Furthermore, the research into PSMA has led to the development of radionuclide therapeutic agents targeting these proteins in the treatment of prostate cancer. One such recent success is the development of lutetium-177-PSMA-617 (177Lu-PSMA-617) for the treatment of metastatic castration-resistant prostate cancer [102].

Though there is no specific research on the use of PSMA in detection or therapeutic treatment of prostate cancer in transgender women, its role in castrate-resistant prostate cancer (CRPC) may indicate some benefit to patients with GAS and GAHT, where in androgen deplete tumour microenvironments, there is abundant PSMA expression. However, while there may be some concern that the FDA approval and labels specifying “men”, may affect access and reimbursement for the use of such agents in TG women, it is our view that such stakeholders will adopt a pragmatic approach and not obstruct the use of such agents in the diagnosis and treatment of TG women who may stand to benefit greatly from them.

Evaluating genetic predispositions in transgender women

Genetic predisposition is another important factor in assessing a patient’s risk of developing prostate cancer, particularly the impact of hormonal therapy on a patient’s inherit risk of cancer development. Two case studies highlighted transgender females with BRCA gene mutations, one with BRCA1 and one with BRCA2, and discussed the importance of genetic and cancer screening in these patients [103, 104] Men who are BRCA1 carriers have an absolute risk of prostate cancer of 21% by 75 years (95% CI 13–34%) and 29% by 85 years (95% CI 17–45%); those with BRCA2 have an absolute risk of 27% by 75 years (95% CI 17–41%) and 60% by 85 years (95% CI 43–78%) [105]. These authors argue transgender women with BRCA mutations should follow standard breast and prostate cancer screening guidelines and that any change in DRE or detectable PSA should trigger diagnostic prostate biopsy [103]. The American Cancer Society recommends that women who are at high for breast cancer (including those with BRCA mutations or those with first-degree relative with a known BRCA mutation) should get a breast MRI and a mammogram every year, typically starting at age 30. The national comprehensive cancer network recommends screening for high-risk patients every year starting at 25–40 depending on the gene mutation or youngest age of breast cancer in the family [106]. The guidelines for breast cancer screening in transgender women are discussed by Clarke et al. but for those with high-risk genetic mutations they recommend an individualised approach with consideration for earlier screening based on available family cancer history data [107].
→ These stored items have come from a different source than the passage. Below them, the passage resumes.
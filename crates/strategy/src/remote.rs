use std::collections::BTreeMap;
use std::time::Duration;

use async_trait::async_trait;
use reqwest::Client;
use serde::{Deserialize, Serialize};
use tracing::{debug, warn};

use common::{Bar, Error, Result, SeriesBundle};

use crate::{StrategyExecutor, StrategyOutput};

pub const DEFAULT_TIMEOUT: Duration = Duration::from_secs(30);

/// Delegates evaluation to an external strategy service over HTTP.
///
/// `POST {base_url}/api/strategy/execute` with the symbol, the remote
/// strategy name and the bars keyed by interval label.
pub struct RemoteStrategy {
    name: String,
    remote_name: String,
    endpoint: String,
    http: Client,
}

impl RemoteStrategy {
    pub fn new(
        name: impl Into<String>,
        remote_name: impl Into<String>,
        base_url: &str,
        timeout: Duration,
    ) -> Result<Self> {
        let http = Client::builder()
            .use_rustls_tls()
            .timeout(timeout)
            .build()
            .map_err(|e| Error::Strategy(format!("failed to build HTTP client: {e}")))?;
        Ok(Self {
            name: name.into(),
            remote_name: remote_name.into(),
            endpoint: format!("{}/api/strategy/execute", base_url.trim_end_matches('/')),
            http,
        })
    }
}

#[async_trait]
impl StrategyExecutor for RemoteStrategy {
    fn name(&self) -> &str {
        &self.name
    }

    async fn execute(&self, bundle: &SeriesBundle, symbol: &str) -> Result<Option<StrategyOutput>> {
        let request = ExecuteRequest {
            symbol,
            strategy_name: &self.remote_name,
            kline_data: bundle
                .iter()
                .map(|(interval, series)| (interval.label(), series.bars.as_slice()))
                .collect(),
        };

        let resp = self
            .http
            .post(&self.endpoint)
            .json(&request)
            .send()
            .await
            .map_err(|e| Error::Strategy(format!("{}: request failed: {e}", self.name)))?;

        let status = resp.status();
        if !status.is_success() {
            let body = resp.text().await.unwrap_or_default();
            return Err(Error::Strategy(format!("{}: HTTP {status}: {body}", self.name)));
        }

        let reply: ExecuteResponse = resp
            .json()
            .await
            .map_err(|e| Error::Strategy(format!("{}: bad response: {e}", self.name)))?;

        if !reply.success {
            warn!(
                strategy = %self.name,
                %symbol,
                message = reply.message.as_deref().unwrap_or(""),
                "Remote strategy reported failure"
            );
            return Ok(None);
        }
        debug!(strategy = %self.name, %symbol, "Remote strategy answered");
        Ok(reply.data)
    }
}

// ─── Wire types ───────────────────────────────────────────────────────────────

#[derive(Serialize)]
struct ExecuteRequest<'a> {
    symbol: &'a str,
    strategy_name: &'a str,
    kline_data: BTreeMap<&'static str, &'a [Bar]>,
}

#[derive(Deserialize)]
struct ExecuteResponse {
    success: bool,
    #[serde(default)]
    message: Option<String>,
    #[serde(default)]
    data: Option<StrategyOutput>,
}
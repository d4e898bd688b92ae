use std::sync::Arc;

use tokio::task::JoinHandle;
use tracing::{error, info};

use common::{Result, Settings, SettingsStore};

use crate::sync::PairSynchronizer;

/// Reads and writes the deployment's runtime settings.
pub struct SettingsService {
    store: Arc<dyn SettingsStore>,
    synchronizer: Arc<PairSynchronizer>,
}

impl SettingsService {
    pub fn new(store: Arc<dyn SettingsStore>, synchronizer: Arc<PairSynchronizer>) -> Self {
        Self {
            store,
            synchronizer,
        }
    }

    /// Current settings. The first read on a fresh database persists and
    /// returns the defaults.
    pub async fn get(&self) -> Result<Settings> {
        match self.store.load().await? {
            Some(mut settings) => {
                settings.normalize();
                Ok(settings)
            }
            None => {
                let settings = Settings::default();
                self.store.save(&settings).await?;
                info!("No settings stored yet, defaults created");
                Ok(settings)
            }
        }
    }

    /// Persist `settings` and start a full trading-pair resync in the
    /// background. The returned handle completes when the resync does.
    pub async fn save(&self, mut settings: Settings) -> Result<JoinHandle<()>> {
        settings.normalize();
        self.store.save(&settings).await?;
        info!(
            mode = %settings.crypto_mode,
            frequency = settings.fetch_frequency,
            exchanges = ?settings.exchanges,
            proxies = settings.proxies.len(),
            "Settings saved, resyncing trading pairs"
        );

        let synchronizer = Arc::clone(&self.synchronizer);
        Ok(tokio::spawn(async move {
            if let Err(e) = synchronizer.sync_all(&settings).await {
                error!(error = %e, "Trading pair resync after settings change failed");
            }
        }))
    }
}
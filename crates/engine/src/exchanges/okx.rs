use async_trait::async_trait;
use serde::Deserialize;
use serde_json::Value;
use tracing::debug;

use common::{
    Bar, BarSeries, Error, ExchangeClient, ExchangeType, KlineInterval, PairStatus, Result,
    TradingPair,
};

use super::{cell_f64, cell_i64, millis_to_utc, split_pair};
use crate::fetcher::ResilientFetcher;

const BASE_URL: &str = "https://www.okx.com";

/// Public spot market data from OKX. Symbols are instrument ids (`BTC-USDT`).
pub struct OkxClient {
    fetcher: ResilientFetcher,
    base_url: String,
}

impl OkxClient {
    pub fn new(fetcher: ResilientFetcher) -> Self {
        Self::with_base_url(fetcher, BASE_URL)
    }

    pub fn with_base_url(fetcher: ResilientFetcher, base_url: impl Into<String>) -> Self {
        Self {
            fetcher,
            base_url: base_url.into(),
        }
    }
}

#[async_trait]
impl ExchangeClient for OkxClient {
    fn exchange(&self) -> ExchangeType {
        ExchangeType::Okx
    }

    async fn klines(&self, symbol: &str, interval: KlineInterval, limit: u32) -> Result<BarSeries> {
        let url = format!(
            "{}/api/v5/market/candles?instId={symbol}&bar={}&limit={limit}",
            self.base_url,
            interval.native(ExchangeType::Okx)
        );
        debug!(%symbol, %interval, "Fetching OKX candles");
        let body = self.fetcher.fetch(&url).await?;
        parse_candles(&body, interval)
    }

    async fn trading_pairs(&self) -> Result<Vec<TradingPair>> {
        let url = format!("{}/api/v5/public/instruments?instType=SPOT", self.base_url);
        let body = self.fetcher.fetch(&url).await?;
        parse_instruments(&body)
    }
}

/// Rows are `[ts, o, h, l, c, vol, ...]`, newest first.
pub(crate) fn parse_candles(body: &str, interval: KlineInterval) -> Result<BarSeries> {
    let envelope: Envelope<Vec<Vec<Value>>> = serde_json::from_str(body)?;
    let rows = envelope.into_data()?;

    let mut bars = rows
        .iter()
        .map(|row| {
            Ok(Bar::new(
                millis_to_utc(cell_i64(row, 0, "okx candle")?)?,
                interval,
                cell_f64(row, 1, "okx candle")?,
                cell_f64(row, 2, "okx candle")?,
                cell_f64(row, 3, "okx candle")?,
                cell_f64(row, 4, "okx candle")?,
                cell_f64(row, 5, "okx candle")?,
            ))
        })
        .collect::<Result<Vec<_>>>()?;
    bars.reverse();

    Ok(BarSeries::new(interval, bars))
}

pub(crate) fn parse_instruments(body: &str) -> Result<Vec<TradingPair>> {
    let envelope: Envelope<Vec<Instrument>> = serde_json::from_str(body)?;
    let instruments = envelope.into_data()?;

    Ok(instruments
        .into_iter()
        .map(|inst| {
            let (base, quote) = match (inst.base_ccy.as_str(), inst.quote_ccy.as_str()) {
                ("", _) | (_, "") => split_pair(&inst.inst_id)
                    .map(|(b, q)| (b.to_string(), q.to_string()))
                    .unwrap_or_else(|| (inst.inst_id.clone(), String::new())),
                (b, q) => (b.to_string(), q.to_string()),
            };
            let listing_date = inst
                .list_time
                .parse::<i64>()
                .ok()
                .filter(|ms| *ms > 0)
                .and_then(|ms| millis_to_utc(ms).ok());
            TradingPair {
                status: if inst.state == "live" {
                    PairStatus::Active
                } else {
                    PairStatus::Inactive
                },
                symbol: inst.inst_id,
                base_currency: base,
                quote_currency: quote,
                exchange: ExchangeType::Okx,
                instrument_type: inst.inst_type,
                listing_date,
            }
        })
        .collect())
}

// ─── Response types ───────────────────────────────────────────────────────────

#[derive(Deserialize)]
struct Envelope<T> {
    code: String,
    #[serde(default)]
    msg: String,
    data: Option<T>,
}

impl<T: Default> Envelope<T> {
    fn into_data(self) -> Result<T> {
        if self.code != "0" {
            return Err(Error::Exchange(format!("OKX error {}: {}", self.code, self.msg)));
        }
        Ok(self.data.unwrap_or_default())
    }
}

#[derive(Deserialize)]
#[serde(rename_all = "camelCase")]
struct Instrument {
    inst_id: String,
    #[serde(default)]
    base_ccy: String,
    #[serde(default)]
    quote_ccy: String,
    #[serde(default)]
    inst_type: String,
    #[serde(default)]
    state: String,
    #[serde(default)]
    list_time: String,
}
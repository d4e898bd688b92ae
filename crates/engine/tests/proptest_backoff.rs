use proptest::prelude::*;
use rand::rngs::StdRng;
use rand::SeedableRng;

use common::RetryClass;
use engine::fetcher::{backoff_delay, backoff_multiplier, BackoffRanges};

proptest! {
    /// A 429 cool-down is always shorter than a 403 cool-down at the same attempt.
    #[test]
    fn rate_limit_backs_off_less_than_block(attempt in 1u32..20, seed in any::<u64>()) {
        let ranges = BackoffRanges::default();
        let mut rng = StdRng::seed_from_u64(seed);
        let limited = backoff_delay(RetryClass::RateLimited, attempt, &ranges, &mut rng);
        let blocked = backoff_delay(RetryClass::Blocked, attempt, &ranges, &mut rng);
        prop_assert!(limited < blocked);
    }

    #[test]
    fn delay_stays_inside_scaled_window(attempt in 1u32..20, seed in any::<u64>()) {
        let ranges = BackoffRanges::default();
        let mut rng = StdRng::seed_from_u64(seed);
        let delay = backoff_delay(RetryClass::Transient, attempt, &ranges, &mut rng).as_millis() as f64;
        let m = backoff_multiplier(attempt);
        prop_assert!(delay >= (1_000.0 * m).floor());
        prop_assert!(delay <= (3_000.0 * m).ceil());
    }

    #[test]
    fn multiplier_grows_with_attempts(attempt in 1u32..1_000) {
        prop_assert!(backoff_multiplier(attempt + 1) > backoff_multiplier(attempt));
    }
}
Even without genetic mutations, male to female transgender patients are at higher risk of breast cancer due to hormonal supplementation and prophylactic mastectomy is recommended to minimise the risk of occurrence in the setting of ongoing oestrogen supplementation [103]. One study, though potentially controversial, found transgender women to exhibit significantly longer polymorphic CAG repeat sequences in the androgen receptor gene, though there is no knowledge on whether this predisposes one to prostate cancer development [108].

Diagnostic considerations for the transgender woman with prostate cancer

As previously discussed, in transgender females, interpretation of prostate MRI should take into account the smaller prostate volumes in patients post GAHT [87, 94]. There is no data on the role of pre-biopsy MRI in transgender females however detailed imaging of the pelvis, including the prostate, is needed for the surgical planning of GCS.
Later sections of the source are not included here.